• **What to work on**
Exactly and only the lines from the one containing "the video, seconds" through the close of the entries below are to be set down.

Stored data entries:
◆ ◆ ◆

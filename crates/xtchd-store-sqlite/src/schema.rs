//! SQL schema for the xtchd SQLite store.
//!
//! Executed once at connection startup. Every chained table carries the same
//! four envelope columns after its content columns.

/// Full schema DDL; idempotent thanks to `CREATE TABLE IF NOT EXISTS`.
pub const SCHEMA: &str = "
PRAGMA journal_mode = WAL;

-- Chained tables are append-only. The only DELETE ever issued removes the
-- current tail of one table, and only when nothing references it.

CREATE TABLE IF NOT EXISTS authors (
    auth_id         INTEGER PRIMARY KEY,
    name            TEXT NOT NULL UNIQUE,
    prior_id        INTEGER,
    prior_sha256    TEXT NOT NULL,
    write_timestamp TEXT NOT NULL,   -- RFC 3339 UTC
    new_sha256      TEXT NOT NULL
);

CREATE TABLE IF NOT EXISTS articles (
    art_id          INTEGER PRIMARY KEY,
    auth_id         INTEGER NOT NULL,
    title           TEXT NOT NULL UNIQUE,
    prior_id        INTEGER,
    prior_sha256    TEXT NOT NULL,
    write_timestamp TEXT NOT NULL,
    new_sha256      TEXT NOT NULL
);

CREATE TABLE IF NOT EXISTS article_paras (
    apara_id        INTEGER PRIMARY KEY,
    art_id          INTEGER NOT NULL,
    md              TEXT NOT NULL,
    prior_id        INTEGER,
    prior_sha256    TEXT NOT NULL,
    write_timestamp TEXT NOT NULL,
    new_sha256      TEXT NOT NULL
);

CREATE TABLE IF NOT EXISTS images (
    img_id          INTEGER PRIMARY KEY,
    src_full        TEXT NOT NULL,   -- data URI
    src_thmb        TEXT NOT NULL,   -- data URI
    alt             TEXT NOT NULL,
    url             TEXT,
    archive         TEXT,            -- archive.is key
    prior_id        INTEGER,
    prior_sha256    TEXT NOT NULL,
    write_timestamp TEXT NOT NULL,
    new_sha256      TEXT NOT NULL
);

CREATE TABLE IF NOT EXISTS youtube_channels (
    chan_id         INTEGER PRIMARY KEY,
    url             TEXT NOT NULL UNIQUE,
    name            TEXT NOT NULL,
    prior_id        INTEGER,
    prior_sha256    TEXT NOT NULL,
    write_timestamp TEXT NOT NULL,
    new_sha256      TEXT NOT NULL
);

CREATE TABLE IF NOT EXISTS youtube_videos (
    vid_id          INTEGER PRIMARY KEY,
    chan_id         INTEGER NOT NULL,
    vid_pk          TEXT NOT NULL UNIQUE,
    title           TEXT NOT NULL,
    date_uploaded   TEXT NOT NULL,   -- YYYY-MM-DD
    prior_id        INTEGER,
    prior_sha256    TEXT NOT NULL,
    write_timestamp TEXT NOT NULL,
    new_sha256      TEXT NOT NULL
);

CREATE TABLE IF NOT EXISTS article_ref_articles (
    aref_id         INTEGER PRIMARY KEY,
    from_art        INTEGER NOT NULL,
    from_para       INTEGER,         -- NULL: whole article
    comment         TEXT NOT NULL,
    refs_art        INTEGER NOT NULL,
    refs_para       INTEGER,
    prior_id        INTEGER,
    prior_sha256    TEXT NOT NULL,
    write_timestamp TEXT NOT NULL,
    new_sha256      TEXT NOT NULL
);

CREATE TABLE IF NOT EXISTS article_ref_videos (
    vref_id         INTEGER PRIMARY KEY,
    art_id          INTEGER NOT NULL,
    apara_id        INTEGER,
    comment         TEXT NOT NULL,
    vid_id          INTEGER NOT NULL,
    vid_pk          TEXT NOT NULL,   -- hashed; must name the video at vid_id
    sec_req         INTEGER,         -- offset into the video, seconds
    prior_id        INTEGER,
    prior_sha256    TEXT NOT NULL,
    write_timestamp TEXT NOT NULL,
    new_sha256      TEXT NOT NULL
);

CREATE TABLE IF NOT EXISTS article_ref_images (
    iref_id         INTEGER PRIMARY KEY,
    art_id          INTEGER NOT NULL,
    apara_id        INTEGER,
    comment         TEXT NOT NULL,
    img_id          INTEGER NOT NULL,
    prior_id        INTEGER,
    prior_sha256    TEXT NOT NULL,
    write_timestamp TEXT NOT NULL,
    new_sha256      TEXT NOT NULL
);

-- Mutable sidecar, one row per article. Never hashed.
CREATE TABLE IF NOT EXISTS article_covers (
    art_id   INTEGER PRIMARY KEY,
    cover_id TEXT NOT NULL,
    src_full TEXT NOT NULL,
    src_thmb TEXT NOT NULL,
    alt      TEXT NOT NULL,
    url      TEXT,
    archive  TEXT
);

CREATE TABLE IF NOT EXISTS topics (
    topic_key TEXT PRIMARY KEY
);

CREATE TABLE IF NOT EXISTS topic_mentions (
    apara_id  INTEGER NOT NULL,
    topic_key TEXT NOT NULL REFERENCES topics(topic_key),
    UNIQUE (apara_id, topic_key)
);

CREATE INDEX IF NOT EXISTS topic_mentions_key_idx ON topic_mentions(topic_key);

PRAGMA user_version = 1;
";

◆ ◆ ◆

• **The completed task**
    sec_req         INTEGER,         -- offset into the video, seconds
    prior_id        INTEGER,
    prior_sha256    TEXT NOT NULL,
    write_timestamp TEXT NOT NULL,
    new_sha256      TEXT NOT NULL
);

CREATE TABLE IF NOT EXISTS article_ref_images (
    iref_id         INTEGER PRIMARY KEY,
    art_id          INTEGER NOT NULL,
    apara_id        INTEGER,
    comment         TEXT NOT NULL,
    img_id          INTEGER NOT NULL,
    prior_id        INTEGER,
    prior_sha256    TEXT NOT NULL,
    write_timestamp TEXT NOT NULL,
    new_sha256      TEXT NOT NULL
);

-- Mutable sidecar, one row per article. Never hashed.
CREATE TABLE IF NOT EXISTS article_covers (
    art_id   INTEGER PRIMARY KEY,
    cover_id TEXT NOT NULL,
    src_full TEXT NOT NULL,
    src_thmb TEXT NOT NULL,
    alt      TEXT NOT NULL,
    url      TEXT,
    archive  TEXT
);

CREATE TABLE IF NOT EXISTS topics (
    topic_key TEXT PRIMARY KEY
);

CREATE TABLE IF NOT EXISTS topic_mentions (
    apara_id  INTEGER NOT NULL,
    topic_key TEXT NOT NULL REFERENCES topics(topic_key),
    UNIQUE (apara_id, topic_key)
);

CREATE INDEX IF NOT EXISTS topic_mentions_key_idx ON topic_mentions(topic_key);

PRAGMA user_version = 1;
";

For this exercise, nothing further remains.